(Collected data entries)
[Start of Attachment]
impl AssetDecNavData {
    fn read_xll(
        reader: &mut BsIoSliceReader,
        frame_size_bits: u32,
    ) -> Result<XllComponent> {
        let mut xll = XllComponent {
            size: reader.get_n::<u32>(frame_size_bits)? + 1,
            sync_word_present: reader.get()?,
            ..Default::default()
        };

        if xll.sync_word_present {
            xll.peak_br_buf_size_kib = reader.get_n::<u32>(4)? << 4;

            let delay_bits = reader.get_n::<u32>(5)? + 1;
            xll.initial_decoding_delay = reader.get_n(delay_bits)?;

            xll.sync_offset = reader.get_n(frame_size_bits)?;
        }

        Ok(xll)
    }

    fn read_synced(reader: &mut BsIoSliceReader, size_bits: u32) -> Result<SyncedComponent> {
        let mut component = SyncedComponent {
            size: reader.get_n::<u32>(size_bits)? + 1,
            sync_word_present: reader.get()?,
            ..Default::default()
        };

        if component.sync_word_present {
            component.sync_distance_code = reader.get_n(2)?;
        }

        Ok(component)
    }

    fn read(
        reader: &mut BsIoSliceReader,
        asset_static_fields: &AssetStaticFields,
        dynamic: &AssetDynamicMetadata,
        static_fields: Option<&StaticFields>,
        frame_size_bits: u32,
        descriptor_end_bits: u64,
    ) -> Result<Self> {
        let mut nav = Self {
            coding_mode: CodingMode::from(reader.get_n::<u8>(2)?),
            ..Default::default()
        };

        match nav.coding_mode {
            CodingMode::HdComponents => {
                nav.coding_components_mask = reader.get_n(12)?;

                if nav.coding_components_mask & COD_COMP_EXTSUB_CORE != 0 {
                    nav.core = Some(Self::read_synced(reader, 14)?);
                }
                if nav.coding_components_mask & COD_COMP_EXTSUB_XBR != 0 {
                    nav.xbr_size = Some(reader.get_n::<u32>(14)? + 1);
                }
                if nav.coding_components_mask & COD_COMP_EXTSUB_XXCH != 0 {
                    nav.xxch_size = Some(reader.get_n::<u32>(14)? + 1);
                }
                if nav.coding_components_mask & COD_COMP_EXTSUB_X96 != 0 {
                    nav.x96_size = Some(reader.get_n::<u32>(12)? + 1);
                }
                if nav.coding_components_mask & COD_COMP_EXTSUB_LBR != 0 {
                    nav.lbr = Some(Self::read_synced(reader, 14)?);
                }
                if nav.coding_components_mask & COD_COMP_EXTSUB_XLL != 0 {
                    nav.xll = Some(Self::read_xll(reader, frame_size_bits)?);
                }
                if nav.coding_components_mask & COD_COMP_RESERVED_1 != 0 {
                    nav.reserved_1 = Some(reader.get_n(16)?);
                }
                if nav.coding_components_mask & COD_COMP_RESERVED_2 != 0 {
                    nav.reserved_2 = Some(reader.get_n(16)?);
                }
            }
            CodingMode::HdLosslessWithoutCore => {
                nav.coding_components_mask = COD_COMP_EXTSUB_XLL;
                nav.xll = Some(Self::read_xll(reader, frame_size_bits)?);
            }
            CodingMode::HdLowBitrate => {
                nav.coding_components_mask = COD_COMP_EXTSUB_LBR;
                nav.lbr = Some(Self::read_synced(reader, 14)?);
            }
            CodingMode::Auxiliary => {
                let mut aux = AuxiliaryCoding {
                    size: reader.get_n::<u32>(14)? + 1,
                    codec_id: reader.get_n(8)?,
                    sync_word_present: reader.get()?,
                    ..Default::default()
                };
                if aux.sync_word_present {
                    aux.sync_distance_code = reader.get_n(2)?;
                }
                nav.auxiliary = Some(aux);
            }
        }

        if nav.coding_components_mask & COD_COMP_EXTSUB_XLL != 0 {
            if let Some(xll) = &mut nav.xll {
                xll.stream_id = reader.get_n(3)?;
            }
        }

        let mix_metadata_enabled = static_fields
            .and_then(|sf| sf.mix_metadata.as_ref())
            .is_some();

        if asset_static_fields.direct_speakers_feed
            && mix_metadata_enabled
            && !dynamic.mix_metadata_present
        {
            nav.one_to_one_mixing = Some(reader.get()?);
        }

        if nav.one_to_one_mixing == Some(true) {
            let mix = static_fields
                .and_then(|sf| sf.mix_metadata.as_ref())
                .expect("mix metadata enabled");

            nav.per_channel_scale = reader.get()?;

            for config in 0..mix.output_channel_masks.len() {
                let nb_codes = if nav.per_channel_scale {
                    mix.nb_output_channels(config)
                } else {
                    1
                };

                let mut codes = Vec::with_capacity(nb_codes as usize);
                for _ in 0..nb_codes {
                    codes.push(reader.get_n(6)?);
                }
                nav.scale_codes.push(codes);
            }
        }

        nav.decode_in_secondary = reader.get()?;

        nav.extra_data_present = reader.position()? < descriptor_end_bits;

        if nav.extra_data_present {
            // bDRCMetadataRev2Present
            if reader.get()? {
                let version: u8 = reader.get_n(4)?;
                nav.drc_rev2_version = Some(version);

                if version == 1 {
                    let frame_duration = static_fields
                        .map(|sf| sf.frame_duration())
                        .unwrap_or(512);
                    // One DRC coefficient byte per 256-sample sub-frame.
                    reader.skip_n((frame_duration / 256) * 8)?;
                }
            }
        }

        Ok(nav)
    }
}

/// One complete audio asset descriptor.
#[derive(Clone, Debug, Default, PartialEq, Eq)]
pub struct AssetDescriptor {
    /// Descriptor length in bytes.
    pub descriptor_length: u32,
    pub asset_index: u8,
    pub static_fields: Option<AssetStaticFields>,
    pub dynamic: AssetDynamicMetadata,
    pub dec_nav: AssetDecNavData,
    pub reserved: ReservedField,
}

impl AssetDescriptor {
    pub fn read(
        reader: &mut BsIoSliceReader,
        static_fields: Option<&StaticFields>,
        frame_size_bits: u32,
    ) -> Result<Self> {
        let start = reader.position()?;

        let mut asset = Self {
            descriptor_length: reader.get_n::<u32>(9)? + 1,
            asset_index: reader.get_n(3)?,
            ..Default::default()
        };

        let end = start + (asset.descriptor_length as u64) * 8;

        if static_fields.is_some() {
            asset.static_fields = Some(AssetStaticFields::read(reader)?);
        }

        let asset_static = asset.static_fields.clone().unwrap_or_default();

        asset.dynamic = AssetDynamicMetadata::read(reader, &asset_static, static_fields)?;

        asset.dec_nav = AssetDecNavData::read(
            reader,
            &asset_static,
            &asset.dynamic,
            static_fields,
            frame_size_bits,
            end,
        )?;

        let position = reader.position()?;
        if position > end {
            bail!(DtsExtSSError::AssetDescriptorOverrun);
        }

        asset.reserved = ReservedField::read(reader, end - position)?;

        Ok(asset)
    }

    pub fn check_compliance(
        &self,
        secondary: bool,
        warnings: &mut ExtSSWarningFlags,
    ) -> Result<()> {
        if let Some(sf) = &self.static_fields {
            if let Some(asset_type) = sf.asset_type {
                if asset_type != 0xE && !warnings.non_complete_asset_type {
                    info!("Asset type {} is not a complete presentation", asset_type);
                    warnings.non_complete_asset_type = true;
                }
            }

            if sf.bit_depth != 16 && sf.bit_depth != 24 {
                bail!(DtsExtSSError::BadBitDepth(sf.bit_depth));
            }

            let rate = sf.max_sample_rate();
            if secondary && rate != 48_000 {
                bail!(DtsExtSSError::SecondaryNot48kHz(rate));
            }
            if !matches!(rate, 48_000 | 96_000 | 192_000) {
                bail!(DtsExtSSError::BadSampleRate(rate));
            }

            let channel_limit = if secondary || rate == 192_000 { 6 } else { 8 };
            if sf.nb_channels > channel_limit {
                bail!(DtsExtSSError::TooManyChannels {
                    channels: sf.nb_channels,
                    rate,
                });
            }
            if sf.nb_channels > 6 && rate > 96_000 {
                bail!(DtsExtSSError::TooManyChannels {
                    channels: sf.nb_channels,
                    rate,
                });
            }

            if let Some((_, mask)) = sf.speakers_mask {
                let mask_channels = speaker_mask_nb_channels(mask);
                if mask_channels != sf.nb_channels {
                    bail!(DtsExtSSError::SpeakerMaskChannelMismatch {
                        mask_channels,
                        channels: sf.nb_channels,
                    });
                }
            }

            if sf.embedded_stereo_downmix && !warnings.stereo_downmix {
                info!("Asset embeds a stereo downmix");
                warnings.stereo_downmix = true;
            }

            if !sf.direct_speakers_feed && secondary {
                warn!("Secondary asset without direct speaker feeds");
            }
        }

        match (secondary, self.dec_nav.coding_mode) {
            (true, CodingMode::HdLowBitrate) => {}
            (true, _) => bail!(DtsExtSSError::SecondaryCodingMode),
            (false, CodingMode::HdComponents) => {
                if self.dec_nav.coding_components_mask & COD_COMP_EXTSUB_CORE != 0 {
                    bail!(DtsExtSSError::CoreInExtSSForbidden);
                }
            }
            (false, _) => bail!(DtsExtSSError::PrimaryCodingMode),
        }

        Ok(())
    }
}

/// Channel count named by a speaker activity mask: each mask bit names a
/// speaker pair or a single speaker.
pub fn speaker_mask_nb_channels(mask: u16) -> u8 {
    const GROUP_SIZES: [u8; 16] = [1, 2, 2, 1, 1, 2, 2, 1, 1, 2, 2, 2, 1, 2, 1, 2];

    GROUP_SIZES
        .iter()
        .enumerate()
        .map(|(i, n)| n * (((mask >> i) & 1) as u8))
        .sum()
}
[End of Attachment]
_WHAT YOU ARE ASKED TO DO:_ Look above for the line with "if sf.nb_channels > channel_limit" and the line with "if sf.nb_channels > 6", and reproduce exactly those two lines plus every line between, nothing more.

_THE COMPLETED TASK:_
            if sf.nb_channels > channel_limit {
                bail!(DtsExtSSError::TooManyChannels {
                    channels: sf.nb_channels,
                    rate,
                });
            }
            if sf.nb_channels > 6 && rate > 96_000 {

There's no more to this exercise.